Initially, we were almost a lone voice. Diplomats, policy-makers, journalists and even other human rights groups said it was a waste of time. “You are banging your heads against a brick wall. The UN will never hold an inquiry into North Korea’s crimes,” I was told. I took the view that if enough of us banged our heads against the brick wall for long enough, we just might dislodge some bricks, even if we get a headache in the process. So we persisted.
In due course, others became convinced, and joined us in this call. But I realized that disparate, uncoordinated, ad hoc activity was never going to achieve our goal, and so I proposed forming a coalition to coordinate efforts. That’s how, ten years ago in Tokyo, the International Coalition to Stop Crimes Against Humanity (ICNK) was born, bringing together over 40 organisations from across North America, South America, Europe and throughout Asia, including South Korea and Japan. The world’s three biggest human rights organisations – Amnesty International, Human Rights Watch and the International Federation for Human Rights (FIDH) – joined us, giving the movement extra impetus.
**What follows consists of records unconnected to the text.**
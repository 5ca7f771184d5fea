//! Roles command - role catalogue.

use anyhow::Result;
use backoffice_client::NewRole;
use clap::{Args, Subcommand};
use console::{Style, style};

use super::{Context, print_json, print_success};

/// Arguments for the roles command.
#[derive(Args, Debug)]
pub struct RolesArgs {
    #[command(subcommand)]
    pub command: Option<RolesCommand>,
}

#[derive(Subcommand, Debug)]
pub enum RolesCommand {
    /// List roles (default)
    List,

    /// Show a specific role
    Show {
        /// Role ID
        id: String,
    },

    /// Create a role
    Create {
        /// Role name
        name: String,
    },
}

/// Run the roles command.
pub async fn run(args: RolesArgs, ctx: &Context) -> Result<()> {
    let roles = ctx.client.roles();

    match args.command.unwrap_or(RolesCommand::List) {
        RolesCommand::List => {
            let list = roles.list().await.map_err(|e| ctx.api_failure(e))?;
            if ctx.json_output {
                return print_json(&list);
            }

            let dim = Style::new().dim();
            println!("{}", style("Roles").bold());
            println!("{}", dim.apply_to("─".repeat(40)));
            if list.is_empty() {
                println!("{}", dim.apply_to("No roles defined"));
            }
            for role in &list {
                match &role.description {
                    Some(desc) => println!(
                        "{} {} {}",
                        dim.apply_to(format!("[{}]", role.id)),
                        role.name,
                        dim.apply_to(desc)
                    ),
                    None => println!("{} {}", dim.apply_to(format!("[{}]", role.id)), role.name),
                }
            }
        }
        RolesCommand::Show { id } => {
            let role = roles.get(&id).await.map_err(|e| ctx.api_failure(e))?;
            if ctx.json_output {
                return print_json(&role);
            }
            println!("{}", style(&role.name).bold());
            println!("  id: {}", role.id);
            if let Some(desc) = &role.description {
                println!("  {}", desc);
            }
        }
        RolesCommand::Create { name } => {
            let role = roles
                .create(NewRole { name })
                .await
                .map_err(|e| ctx.api_failure(e))?;
            if ctx.json_output {
                return print_json(&role);
            }
            print_success(format!("Role created: {} ({})", role.name, role.id));
        }
    }

    Ok(())
}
From there, the momentum grew. The UN High Commissioner for Human Rights and the UN Special Rapporteur for human rights in North Korea strongly supported the call for an inquiry. And in 2013, the UN Human Rights Council did what the naysayers said would never happen – they established a Commission of Inquiry on North Korea.
The inquiry, brilliantly chaired by Australian judge Michael Kirby, held hearings around the world, in Seoul, Tokyo, London and Washington DC, receiving testimonies from over 80 victims and witnesses and evidence from experts. A year later, they published their damning report, which concluded that Kim Jong-Un’s regime is committing crimes against humanity, the “gravity, scale and nature” of which “reveal a State that does not have any parallel in the contemporary world.”
The UN inquiry’s report documented a catalogue of atrocities including “extermination, murder, enslavement, torture, imprisonment, rape, forced abortions”, as well as severe religious persecution, enforced disappearances, and starvation. All of this should lead, the inquiry recommended, to a referral to the International Criminal Court (ICC).
A wake-up call
Yet despite that groundbreaking report, North Korea’s regime continues to commit widespread, systematic and extremely grave violations of human rights and little has been done to hold the regime to account. As our report three years ago titled Movies, Markets and Mass Surveillance: Human Rights in North Korea After a Decade of Change shows, some things in North Korea have changed – people have more access to information about the outside world, from smuggled DVDs and foreign radio broadcasts, for example – but little has changed in terms of human rights, especially for Christians who continue to face intense persecution.
That is why a new report, published last week by the All Party Parliamentary Group (APPG) on North Korea in the British Parliament, is so important. It provides a wake-up call, a reminder, a new alarm bell to the world about the gravity of the human rights crisis in North Korea.
Intended as a follow-on to the UN Commission of Inquiry, the APPG concludes that there has been no improvement in the human rights situation, that the UN and the international community has failed to implement most of the Commission of Inquiry’s recommendations and that killings, torture, sexual violence, modern day slavery and religious persecution continue to this day.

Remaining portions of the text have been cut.